What you should do: Could you filter the material and copy every line where the word "canonical" occurs?

Listed entries:
- - -
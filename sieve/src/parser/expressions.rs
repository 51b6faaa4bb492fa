use crate::ast::{Argument, ComparisonOperator, Expression, Span};
use crate::error::SieveError;
use crate::parser::Rule;
use crate::registry::Registry;
use crate::value::Value;
use crate::SieveResult;
use pest::iterators::{Pair, Pairs};
use std::collections::HashSet;

/// Turns pest pairs into an `Expression`, resolving calls against the registry
pub(crate) struct ExpressionBuilder<'r> {
    registry: &'r Registry,
    max_depth: usize,
    depth: usize,
}

// Pull the next pair out of a rule we know the shape of
fn next_pair<'i>(
    pairs: &mut Pairs<'i, Rule>,
    span: &Span,
    what: &str,
) -> SieveResult<Pair<'i, Rule>> {
    pairs
        .next()
        .ok_or_else(|| SieveError::parse(format!("expected {}", what), span.clone()))
}

impl<'r> ExpressionBuilder<'r> {
    pub(crate) fn new(registry: &'r Registry, max_depth: usize) -> Self {
        Self {
            registry,
            max_depth,
            depth: 0,
        }
    }

    fn push_depth(&mut self) -> SieveResult<()> {
        self.depth += 1;
        if self.depth > self.max_depth {
            return Err(SieveError::ResourceLimitExceeded {
                limit_name: "max_expression_depth".to_string(),
                limit_value: self.max_depth,
                actual_value: self.depth,
            });
        }
        Ok(())
    }

    fn pop_depth(&mut self) {
        self.depth = self.depth.saturating_sub(1);
    }

    /// Build an `expression` pair (the ternary level)
    pub(crate) fn build_expression(&mut self, pair: Pair<Rule>) -> SieveResult<Expression> {
        self.push_depth()?;
        let result = self.build_ternary(pair);
        self.pop_depth();
        result
    }

    fn build_ternary(&mut self, pair: Pair<Rule>) -> SieveResult<Expression> {
        let span = Span::from_pest_span(pair.as_span());
        let mut inner = pair.into_inner();
        let condition = self.build_or(next_pair(&mut inner, &span, "an expression")?)?;

        match inner.next() {
            None => Ok(condition),
            Some(then_pair) => {
                let then_branch = self.build_or(then_pair)?;
                let else_branch = self.build_or(next_pair(&mut inner, &span, "':' branch")?)?;
                Ok(Expression::Ternary {
                    condition: Box::new(condition),
                    then_branch: Box::new(then_branch),
                    else_branch: Box::new(else_branch),
                })
            }
        }
    }

    fn build_or(&mut self, pair: Pair<Rule>) -> SieveResult<Expression> {
        let span = Span::from_pest_span(pair.as_span());
        // Keyword spellings of the operator show up as their own pairs
        let mut operands = pair
            .into_inner()
            .filter(|p| p.as_rule() == Rule::and_expression);

        let first = operands
            .next()
            .ok_or_else(|| SieveError::parse("expected an operand", span))?;
        let mut result = self.build_and(first)?;
        for operand in operands {
            let right = self.build_and(operand)?;
            result = Expression::Or {
                left: Box::new(result),
                right: Box::new(right),
            };
        }
        Ok(result)
    }

    fn build_and(&mut self, pair: Pair<Rule>) -> SieveResult<Expression> {
        let span = Span::from_pest_span(pair.as_span());
        let mut operands = pair
            .into_inner()
            .filter(|p| p.as_rule() == Rule::comparison);

        let first = operands
            .next()
            .ok_or_else(|| SieveError::parse("expected an operand", span))?;
        let mut result = self.build_comparison(first)?;
        for operand in operands {
            let right = self.build_comparison(operand)?;
            result = Expression::And {
                left: Box::new(result),
                right: Box::new(right),
            };
        }
        Ok(result)
    }

    fn build_comparison(&mut self, pair: Pair<Rule>) -> SieveResult<Expression> {
        let span = Span::from_pest_span(pair.as_span());
        let mut inner = pair.into_inner();
        let left = self.build_unary(next_pair(&mut inner, &span, "an operand")?)?;

        let Some(operator_pair) = inner.next() else {
            return Ok(left);
        };
        let operator_span = Span::from_pest_span(operator_pair.as_span());
        let operator = ComparisonOperator::from_token(operator_pair.as_str()).ok_or_else(|| {
            SieveError::parse(
                format!("unknown comparison operator '{}'", operator_pair.as_str()),
                operator_span,
            )
        })?;
        let operation = self.resolve_comparison(operator_pair.as_str())?;
        let right = self.build_unary(next_pair(&mut inner, &span, "a right operand")?)?;

        Ok(Expression::Comparison {
            operator,
            operation,
            left: Box::new(left),
            right: Box::new(right),
        })
    }

    // Each spelling of an operator dispatches to the operation registered under it
    fn resolve_comparison(&self, token: &str) -> SieveResult<String> {
        let operation = self
            .registry
            .lookup(token)
            .ok_or_else(|| SieveError::UnknownOperation(token.to_string()))?;
        if operation.arity() < 2 {
            return Err(SieveError::ArityMismatch {
                operation: operation.name().to_string(),
                expected: operation.arity(),
                actual: 2,
            });
        }
        Ok(operation.name().to_string())
    }

    fn build_unary(&mut self, pair: Pair<Rule>) -> SieveResult<Expression> {
        let span = Span::from_pest_span(pair.as_span());
        let mut inner = pair.into_inner();
        let first = next_pair(&mut inner, &span, "an operand")?;

        match first.as_rule() {
            Rule::not_operator => {
                self.push_depth()?;
                let operand = next_pair(&mut inner, &span, "an operand after NOT")
                    .and_then(|operand| self.build_unary(operand));
                self.pop_depth();
                Ok(Expression::Not {
                    operand: Box::new(operand?),
                })
            }
            _ => self.build_primary(first),
        }
    }

    fn build_primary(&mut self, pair: Pair<Rule>) -> SieveResult<Expression> {
        let span = Span::from_pest_span(pair.as_span());
        let inner = next_pair(&mut pair.into_inner(), &span, "an operand")?;

        match inner.as_rule() {
            Rule::expression => self.build_expression(inner),
            Rule::list_literal => {
                let items = inner
                    .into_inner()
                    .map(|item| self.build_expression(item))
                    .collect::<SieveResult<Vec<_>>>()?;
                Ok(Expression::List { items })
            }
            Rule::string_literal => {
                let content = inner
                    .into_inner()
                    .next()
                    .map(|content| content.as_str())
                    .unwrap_or_default();
                Ok(Expression::literal(content))
            }
            Rule::number_literal => parse_number(&inner).map(Expression::literal),
            Rule::boolean_literal => Ok(Expression::literal(
                inner.as_str().eq_ignore_ascii_case("true"),
            )),
            Rule::call => self.build_call(inner),
            Rule::identifier => Ok(Expression::variable(inner.as_str())),
            other => Err(SieveError::parse(
                format!("unexpected {:?}", other),
                Span::from_pest_span(inner.as_span()),
            )),
        }
    }

    fn build_call(&mut self, pair: Pair<Rule>) -> SieveResult<Expression> {
        let span = Span::from_pest_span(pair.as_span());
        let mut inner = pair.into_inner();
        let name = next_pair(&mut inner, &span, "an operation name")?.as_str();

        let mut positional = Vec::new();
        let mut named = Vec::new();
        for argument in inner {
            match argument.as_rule() {
                Rule::named_argument => named.push(argument),
                _ => positional.push(argument),
            }
        }

        if !positional.is_empty() && !named.is_empty() {
            return Err(SieveError::MixedArgumentStyle(name.to_string()));
        }

        let registry = self.registry;
        let operation = registry
            .lookup(name)
            .ok_or_else(|| SieveError::UnknownOperation(name.to_string()))?;
        let operation_name = operation.name().to_string();

        let arguments = if named.is_empty() {
            let canonical = operation.canonical_args().to_vec();
            if positional.len() != canonical.len() {
                return Err(SieveError::ArityMismatch {
                    operation: operation_name,
                    expected: canonical.len(),
                    actual: positional.len(),
                });
            }
            let mut arguments = Vec::with_capacity(canonical.len());
            for (parameter, argument) in canonical.into_iter().zip(positional) {
                let argument_span = Span::from_pest_span(argument.as_span());
                let value = next_pair(&mut argument.into_inner(), &argument_span, "an argument")?;
                arguments.push(Argument {
                    name: parameter,
                    value: self.build_expression(value)?,
                });
            }
            arguments
        } else {
            let mut seen = HashSet::new();
            let mut arguments = Vec::with_capacity(named.len());
            for argument in named {
                let argument_span = Span::from_pest_span(argument.as_span());
                let mut parts = argument.into_inner();
                let key = next_pair(&mut parts, &argument_span, "an argument name")?.as_str();
                if !seen.insert(key) {
                    return Err(SieveError::parse(
                        format!("argument '{}' given twice in call to '{}'", key, name),
                        argument_span,
                    ));
                }
                let value = next_pair(&mut parts, &argument_span, "an argument value")?;
                arguments.push(Argument {
                    name: key.to_string(),
                    value: self.build_expression(value)?,
                });
            }
            arguments
        };

        Ok(Expression::Call {
            operation: operation_name,
            arguments,
        })
    }
}

fn parse_number(pair: &Pair<Rule>) -> SieveResult<Value> {
    match pair.as_str().parse::<f64>() {
        Ok(n) if n.is_finite() => Ok(Value::Number(n)),
        _ => Err(SieveError::parse(
            format!("number '{}' is out of range", pair.as_str()),
            Span::from_pest_span(pair.as_span()),
        )),
    }
}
- - -
Output of the exercise:
            let canonical = operation.canonical_args().to_vec();
            if positional.len() != canonical.len() {
                    expected: canonical.len(),
            let mut arguments = Vec::with_capacity(canonical.len());
            for (parameter, argument) in canonical.into_iter().zip(positional) {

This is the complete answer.